_PROBLEM TO SOLVE:_
Needed from the entries below: every line that holds the word "event".

(Collected data)
※

//! Repository modules
//!
//! Raw-SQL repositories over the shared connection pool

pub mod event;
pub mod registration;
pub mod user;

pub use event::{EventFilter, EventRepository};
pub use registration::RegistrationRepository;
pub use user::{NewUser, UserChanges, UserRepository};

※

_WRITTEN SOLUTION:_
pub mod event;
pub use event::{EventFilter, EventRepository};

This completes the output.